Certes les 36 appareils vont être produits en France et cela va faire travailler toute la chaîne des fournisseurs de Dassault Aviation qui selon le constructeur comporte entre 400 et 500 entreprises de toutes tailles. Mais il lui aura fallu aussi concéder de générer en Inde 50 % du montant du contrat. Ce qui conduira probablement Dassault Aviation à constituer dans le pays une coentreprise avec un industriel local.
Selon les termes du contrat, la livraison du 1er appareil doit avoir lieu 36 mois après la signature du contrat (donc en septembre 2019) et celle des 35 appareils restant échelonnés sur les 30 mois suivant, c’est-à-dire un contrat qui doit être honoré en totalité avant la fin mars 2022.
Ce troisième contrat à l’export du Rafale va permettre à Dassault Aviation et ses partenaires de poursuivre la montée en cadence d’assemblage de cet appareil pour la faire passer de 1 à 2 par mois. Mais de l’avis des dirigeants de l’avionneur, ce contrat tant attendu ne suffit pas à procéder dans l’immédiat à des embauches. Dans l’état actuel des commandes, il faudrait en recevoir une quatrième à l’export pour envisager une croissance des effectifs. Car actuellement chez Dassault Aviation on cherche plutôt à sécuriser les emplois actuels qui dans le secteur des avions d’affaires sont mis à mal par le décalage du programme Falcon 5X relatif au retard pris dans le développement de son moteur Silvercrest (développé tout comme le M88 du Rafale par Safran Aircraft Engines). Il s’agit donc pour l’avionneur de mettre à contribution ses opérateurs de sa branche civile pour les transférer sur des applications militaires.
Il n’empêche que le contrat signé de haut vol par le ministre de la Défense Jean-Yves Le Drian, a une signification très encourageante pour l’avenir. Car non seulement la défense indienne va disposer de deux escadrons de Rafale en plus de ses 51 Mirage 2000 dont les premiers modernisés ont été livrés à l’Inde dotés de missiles Mica de MBDA. Là encore pour la modernisation de ses Mirage 2000, avions aussi emblématiques de la maison Dassault, il a fallu que l’avionneur passe par les fourches caudines des ministères indiens qui ont imposé que les autres Mirage 2000 soient modernisés en Inde. Ce qui fait que Dassault Aviation a déjà engagé des accords avec notamment Hindustan Aeronautics Limited (HAL) pour réaliser ces tâches issues d’un contrat signé en 2011.
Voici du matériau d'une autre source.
//! # Settings File
//!
//! The preferences JSON the settings view edits (`settings.json`).
//!
//! ```text
//! load():  defaults ← overlay ← file object      (missing/bad file → defaults)
//! save():  map − db_password → pretty JSON → <file>.tmp → rename over <file>
//! ```
//!
//! The database password is never written to disk; it comes from
//! `DB_PASSWORD` or an explicit override only.

use std::fs;
use std::io;
use std::path::{Path, PathBuf};

use serde_json::{json, Map, Value as JsonValue};
use thiserror::Error;
use tracing::{debug, warn};

use crate::config::ConfigOverrides;

/// Key/value settings as stored in the file.
pub type SettingsMap = Map<String, JsonValue>;

/// Keys dropped before saving.
const SECRET_KEYS: &[&str] = &["db_password"];

#[derive(Debug, Error)]
pub enum SettingsFileError {
    #[error("Failed to write settings file {path}: {source}")]
    Io {
        path: PathBuf,
        #[source]
        source: io::Error,
    },

    #[error("Failed to serialize settings: {0}")]
    Serialize(#[from] serde_json::Error),
}

/// Settings persisted at one path.
#[derive(Debug, Clone)]
pub struct SettingsFile {
    path: PathBuf,
}

impl SettingsFile {
    pub fn new(path: impl Into<PathBuf>) -> Self {
        SettingsFile { path: path.into() }
    }

    pub fn path(&self) -> &Path {
        &self.path
    }

    /// Built-in defaults.
    pub fn defaults() -> SettingsMap {
        let defaults = json!({
            "company_name": "",
            "company_address": "",
            "company_phone": "",
            "company_email": "",
            "currency": "₹ (INR)",
            "timezone": "Asia/Kolkata",
            "date_format": "DD/MM/YYYY",
            "db_host": "localhost",
            "db_port": 3306,
            "db_name": "ssms_db",
            "db_user": "root",
            "theme": "Dark",
            "accent_color": "Blue",
            "font_size": 14,
            "auto_refresh": true,
            "show_tooltips": true,
            "start_maximized": false,
            "remember_position": true,
            "password_min_length": 8,
            "require_special_chars": true,
            "password_expiry_days": 90,
            "session_timeout": 30,
            "auto_logout": true,
            "enable_audit_log": true,
            "log_retention_days": 365,
            "backup_frequency": "Daily",
            "backup_location": "./backups",
            "auto_backup": true,
            "compress_backups": true
        });
        match defaults {
            JsonValue::Object(map) => map,
            _ => SettingsMap::new(),
        }
    }

    /// Defaults overlaid with the file's keys. A missing, unreadable or
    /// malformed file gives the defaults; problems are logged.
    pub fn load(&self) -> SettingsMap {
        let mut settings = Self::defaults();

        let text = match fs::read_to_string(&self.path) {
            Ok(text) => text,
            Err(e) if e.kind() == io::ErrorKind::NotFound => {
                debug!(path = %self.path.display(), "No settings file, using defaults");
                return settings;
            }
            Err(e) => {
                warn!(path = %self.path.display(), error = %e, "Failed to read settings file");
                return settings;
            }
        };

        match serde_json::from_str::<JsonValue>(&text) {
            Ok(JsonValue::Object(stored)) => settings.extend(stored),
            Ok(_) => {
                warn!(path = %self.path.display(), "Settings file is not a JSON object, ignoring")
            }
            Err(e) => {
                warn!(path = %self.path.display(), error = %e, "Failed to parse settings file")
            }
        }
        settings
    }

    /// Writes the settings through a temporary file, so a crash mid-write
    /// leaves the previous file intact.
    pub fn save(&self, settings: &SettingsMap) -> Result<(), SettingsFileError> {
        let mut persisted = settings.clone();
        for key in SECRET_KEYS {
            persisted.remove(*key);
        }
        let text = serde_json::to_string_pretty(&persisted)?;

        let tmp = self.path.with_extension("json.tmp");
        fs::write(&tmp, text).map_err(|source| SettingsFileError::Io {
            path: tmp.clone(),
            source,
        })?;
        fs::rename(&tmp, &self.path).map_err(|source| SettingsFileError::Io {
            path: self.path.clone(),
            source,
        })?;

        debug!(path = %self.path.display(), keys = persisted.len(), "Settings saved");
        Ok(())
    }
}

/// Connection fields from the settings (`db_host`, `db_port`, `db_name`,
/// `db_user`) as overrides for a Session. Blank or mistyped values are
/// skipped.
pub fn connection_overrides(settings: &SettingsMap) -> ConfigOverrides {
    let text = |key: &str| {
        settings
            .get(key)
            .and_then(JsonValue::as_str)
            .map(str::trim)
            .filter(|s| !s.is_empty())
            .map(str::to_string)
    };
    ConfigOverrides {
        host: text("db_host"),
        port: settings
            .get("db_port")
            .and_then(JsonValue::as_u64)
            .and_then(|port| u16::try_from(port).ok()),
        database: text("db_name"),
        user: text("db_user"),
        ..ConfigOverrides::default()
    }
}

#[cfg(test)]
mod tests {
    use super::*;
    use tempfile::TempDir;

    #[test]
    fn test_missing_file_gives_defaults() {
        let dir = TempDir::new().unwrap();
        let file = SettingsFile::new(dir.path().join("settings.json"));
        let settings = file.load();
        assert_eq!(settings, SettingsFile::defaults());
        assert_eq!(settings["timezone"], "Asia/Kolkata");
    }

    #[test]
    fn test_save_then_load_overlays_defaults() {
        let dir = TempDir::new().unwrap();
        let file = SettingsFile::new(dir.path().join("settings.json"));

        let mut settings = SettingsMap::new();
        settings.insert("company_name".into(), json!("SSMS Solutions"));
        settings.insert("font_size".into(), json!(16));
        file.save(&settings).unwrap();

        let loaded = file.load();
        assert_eq!(loaded["company_name"], "SSMS Solutions");
        assert_eq!(loaded["font_size"], 16);
        assert_eq!(loaded["theme"], "Dark");
        assert!(!dir.path().join("settings.json.tmp").exists());
    }

    #[test]
    fn test_password_never_persisted() {
        let dir = TempDir::new().unwrap();
        let file = SettingsFile::new(dir.path().join("settings.json"));

        let mut settings = SettingsFile::defaults();
        settings.insert("db_password".into(), json!("hunter2"));
        file.save(&settings).unwrap();

        let text = fs::read_to_string(file.path()).unwrap();
        assert!(!text.contains("hunter2"));
        assert!(!file.load().contains_key("db_password"));
    }

    #[test]
    fn test_malformed_file_gives_defaults() {
        let dir = TempDir::new().unwrap();
        let path = dir.path().join("settings.json");
        fs::write(&path, "{ not json").unwrap();
        assert_eq!(SettingsFile::new(path).load(), SettingsFile::defaults());
    }

    #[test]
    fn test_connection_overrides() {
        let mut settings = SettingsFile::defaults();
        settings.insert("db_host".into(), json!("db.internal"));
        settings.insert("db_port".into(), json!(3307));
        settings.insert("db_user".into(), json!("  "));

        let overrides = connection_overrides(&settings);
        assert_eq!(overrides.host.as_deref(), Some("db.internal"));
        assert_eq!(overrides.port, Some(3307));
        assert_eq!(overrides.database.as_deref(), Some("ssms_db"));
        assert_eq!(overrides.user, None);
        assert_eq!(overrides.password, None);
    }
}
Toujours est-il que les partenaires de Dassault Aviation se félicitent eux aussi de la signature de ce contrat « générateur de centaines d’emplois sur les sites industriels tout particulièrement Elancourt, Bordeaux, Brest et Etrelles, ainsi que chez de nombreux sous-traitants et partenaires », explique le groupe Thales.
Même enthousiasme du côté de chez Safran où l’on énumère tous les systèmes qu’il a développé dans ses différentes filiales largement plus que le simple fait de fournir la motorisation.
Mais ce jour restera« historique » malgré mes allégations du début, cependant nous ne connaissons pas encore les détails du contrat et surtout la forme que prendront les compensations associées au contrat Rafale. Il ne fait aucun doute cependant que l’Inde veut monter en gamme et qu’il s’agira de compensations industrielles valorisantes pour le tissu de l’aéronautique nationale indienne.